Begin at the top of the following data. Copy each line exactly until you have copied the line containing "additional bytes needed.".

*** GIVEN DATA Section Begins ***

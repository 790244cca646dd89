//! Error types for the WebSocket client.
//!
//! Variants are grouped by the taxonomy the close path cares about:
//! protocol violations map to close code 1002, data errors to 1007/1009,
//! extension failures to 1010, timeouts to 1011. Handshake and proxy
//! errors surface from `connect` before any frame is exchanged.

use crate::message::CloseCode;
use thiserror::Error;

/// Result type alias for WebSocket operations.
pub type Result<T> = std::result::Result<T, Error>;

/// Errors that can occur during WebSocket operations.
#[derive(Error, Debug, Clone, PartialEq, Eq)]
#[non_exhaustive]
pub enum Error {
    /// Protocol violation detected.
    #[error("Protocol violation: {0}")]
    ProtocolViolation(String),

    /// Invalid opcode value.
    #[error("Invalid opcode: {0:#x}")]
    InvalidOpcode(u8),

    /// Reserved opcode used (0x3-0x7, 0xB-0xF).
    #[error("Reserved opcode: {0:#x}")]
    ReservedOpcode(u8),

    /// Control frame fragmented (RFC violation).
    #[error("Control frames cannot be fragmented")]
    FragmentedControlFrame,

    /// Control frame payload too large (>125 bytes).
    #[error("Control frame payload too large: {0} bytes (max: 125)")]
    ControlFrameTooLarge(usize),

    /// Received a masked frame from the server.
    #[error("Server frame must not be masked")]
    MaskedFrameFromServer,

    /// Reserved bits set without a negotiated extension owning them.
    #[error("Reserved bits set without negotiated extension")]
    ReservedBitsSet,

    /// Incomplete frame data; parsing can resume once more bytes arrive.
    #[error("Incomplete frame: need {needed} more bytes")]
    IncompleteFrame {
        /// Number of additional bytes needed.
        needed: usize,
    },

    /// Close frame payload of one byte, or reason that is not UTF-8.
    #[error("Invalid close frame payload")]
    InvalidCloseFrame,

    /// Close code that must not appear on the wire.
    #[error("Invalid close code: {0}")]
    InvalidCloseCode(u16),

    /// Invalid UTF-8 in a text message.
    #[error("Invalid UTF-8 in text message")]
    InvalidUtf8,

    /// Frame size exceeds the configured maximum.
    #[error("Frame too large: {size} bytes (max: {max})")]
    FrameTooLarge {
        /// Actual frame size.
        size: usize,
        /// Maximum allowed size.
        max: usize,
    },

    /// Reassembled message exceeds the configured maximum.
    #[error("Message too large: {size} bytes (max: {max})")]
    MessageTooLarge {
        /// Actual message size.
        size: usize,
        /// Maximum allowed size.
        max: usize,
    },

    /// Extension failed to transform a frame (e.g. inflate failure).
    #[error("Extension error: {0}")]
    Extension(String),

    /// Invalid extension configuration or negotiation.
    #[error("Invalid extension: {0}")]
    InvalidExtension(String),

    /// Decompressed message exceeds the configured maximum.
    #[error("Decompressed message too large: {size} bytes (max: {max})")]
    DecompressedTooLarge {
        /// Size reached before aborting.
        size: usize,
        /// Maximum allowed size.
        max: usize,
    },

    /// Peer closed the transport, optionally after a close frame.
    #[error("Connection closed: {0:?}")]
    ConnectionClosed(Option<u16>),

    /// I/O error from the underlying stream.
    #[error("I/O error: {0}")]
    Io(String),

    /// No pong arrived within a full ping period.
    #[error("Ping timed out waiting for pong")]
    PingTimeout,

    /// Invalid or unsupported WebSocket URL.
    #[error("Invalid URL: {0}")]
    InvalidUrl(String),

    /// Server declined the upgrade (non-101, bad accept hash, bad headers).
    #[error("Upgrade failed: {0}")]
    UpgradeFailed(String),

    /// Handshake head exceeded the read cap.
    #[error("Handshake too large: {size} bytes (max: {max})")]
    HandshakeTooLarge {
        /// Bytes buffered before aborting.
        size: usize,
        /// Maximum allowed size.
        max: usize,
    },

    /// Header value would corrupt the request head.
    #[error("Invalid value for header {header}: {reason}")]
    InvalidHeaderValue {
        /// Header name.
        header: String,
        /// Why the value was rejected.
        reason: String,
    },

    /// Proxy demanded authentication (407).
    #[error("Proxy authentication required")]
    ProxyAuthenticationRequired,

    /// Proxy answered CONNECT with a non-2xx head.
    #[error("Invalid proxy response head: status {0}")]
    InvalidProxyResponseHead(u16),

    /// Proxy sent body bytes before the tunnel was established.
    #[error("Invalid proxy response: unexpected body")]
    InvalidProxyResponse,

    /// Proxy handshake deadline expired.
    #[error("Proxy handshake timed out")]
    ProxyHandshakeTimeout,

    /// Proxy closed the connection before the tunnel was established.
    #[error("Remote closed connection during proxy handshake")]
    RemoteConnectionClosed,
}

impl Error {
    /// The close code the connection sends to the peer when this error is
    /// raised locally while the connection is open.
    #[must_use]
    pub fn close_code(&self) -> CloseCode {
        match self {
            Error::InvalidUtf8 => CloseCode::InvalidPayload,
            Error::FrameTooLarge { .. }
            | Error::MessageTooLarge { .. }
            | Error::DecompressedTooLarge { .. } => CloseCode::MessageTooBig,
            Error::Extension(_) | Error::InvalidExtension(_) => CloseCode::ExtensionFailure,
            Error::PingTimeout => CloseCode::InternalError,
            _ => CloseCode::ProtocolError,
        }
    }

    /// Whether this error ends the connection without a close frame
    /// (transport already unusable).
    #[must_use]
    pub fn is_transport(&self) -> bool {
        matches!(self, Error::Io(_) | Error::ConnectionClosed(_))
    }
}

impl From<std::io::Error> for Error {
    fn from(err: std::io::Error) -> Self {
        Error::Io(err.to_string())
    }
}

impl From<std::str::Utf8Error> for Error {
    fn from(_: std::str::Utf8Error) -> Self {
        Error::InvalidUtf8
    }
}

impl From<url::ParseError> for Error {
    fn from(err: url::ParseError) -> Self {
        Error::InvalidUrl(err.to_string())
    }
}

#[cfg(test)]
mod tests {
    use super::*;

    #[test]
    fn test_error_display() {
        let err = Error::FrameTooLarge {
            size: 20_000,
            max: 16_384,
        };
        assert_eq!(err.to_string(), "Frame too large: 20000 bytes (max: 16384)");
    }

    #[test]
    fn test_error_from_io() {
        let io_err = std::io::Error::new(std::io::ErrorKind::BrokenPipe, "pipe broken");
        let ws_err: Error = io_err.into();
        assert!(matches!(ws_err, Error::Io(_)));
    }

    #[test]
    fn test_close_code_mapping() {
        assert_eq!(Error::InvalidUtf8.close_code(), CloseCode::InvalidPayload);
        assert_eq!(
            Error::MessageTooLarge { size: 2, max: 1 }.close_code(),
            CloseCode::MessageTooBig
        );
        assert_eq!(
            Error::Extension("inflate".into()).close_code(),
            CloseCode::ExtensionFailure
        );
        assert_eq!(Error::PingTimeout.close_code(), CloseCode::InternalError);
        assert_eq!(Error::ReservedBitsSet.close_code(), CloseCode::ProtocolError);
        assert_eq!(
            Error::FragmentedControlFrame.close_code(),
            CloseCode::ProtocolError
        );
    }

    #[test]
    fn test_transport_errors() {
        assert!(Error::Io("reset".into()).is_transport());
        assert!(Error::ConnectionClosed(None).is_transport());
        assert!(!Error::InvalidUtf8.is_transport());
    }
}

*** GIVEN DATA Section Ends ***

RESPONSE FOR THIS EXERCISE.
repository 790244cca646dd89
//! Error types for the WebSocket client.
//!
//! Variants are grouped by the taxonomy the close path cares about:
//! protocol violations map to close code 1002, data errors to 1007/1009,
//! extension failures to 1010, timeouts to 1011. Handshake and proxy
//! errors surface from `connect` before any frame is exchanged.

use crate::message::CloseCode;
use thiserror::Error;

/// Result type alias for WebSocket operations.
pub type Result<T> = std::result::Result<T, Error>;

/// Errors that can occur during WebSocket operations.
#[derive(Error, Debug, Clone, PartialEq, Eq)]
#[non_exhaustive]
pub enum Error {
    /// Protocol violation detected.
    #[error("Protocol violation: {0}")]
    ProtocolViolation(String),

    /// Invalid opcode value.
    #[error("Invalid opcode: {0:#x}")]
    InvalidOpcode(u8),

    /// Reserved opcode used (0x3-0x7, 0xB-0xF).
    #[error("Reserved opcode: {0:#x}")]
    ReservedOpcode(u8),

    /// Control frame fragmented (RFC violation).
    #[error("Control frames cannot be fragmented")]
    FragmentedControlFrame,

    /// Control frame payload too large (>125 bytes).
    #[error("Control frame payload too large: {0} bytes (max: 125)")]
    ControlFrameTooLarge(usize),

    /// Received a masked frame from the server.
    #[error("Server frame must not be masked")]
    MaskedFrameFromServer,

    /// Reserved bits set without a negotiated extension owning them.
    #[error("Reserved bits set without negotiated extension")]
    ReservedBitsSet,

    /// Incomplete frame data; parsing can resume once more bytes arrive.
    #[error("Incomplete frame: need {needed} more bytes")]
    IncompleteFrame {
        /// Number of additional bytes needed.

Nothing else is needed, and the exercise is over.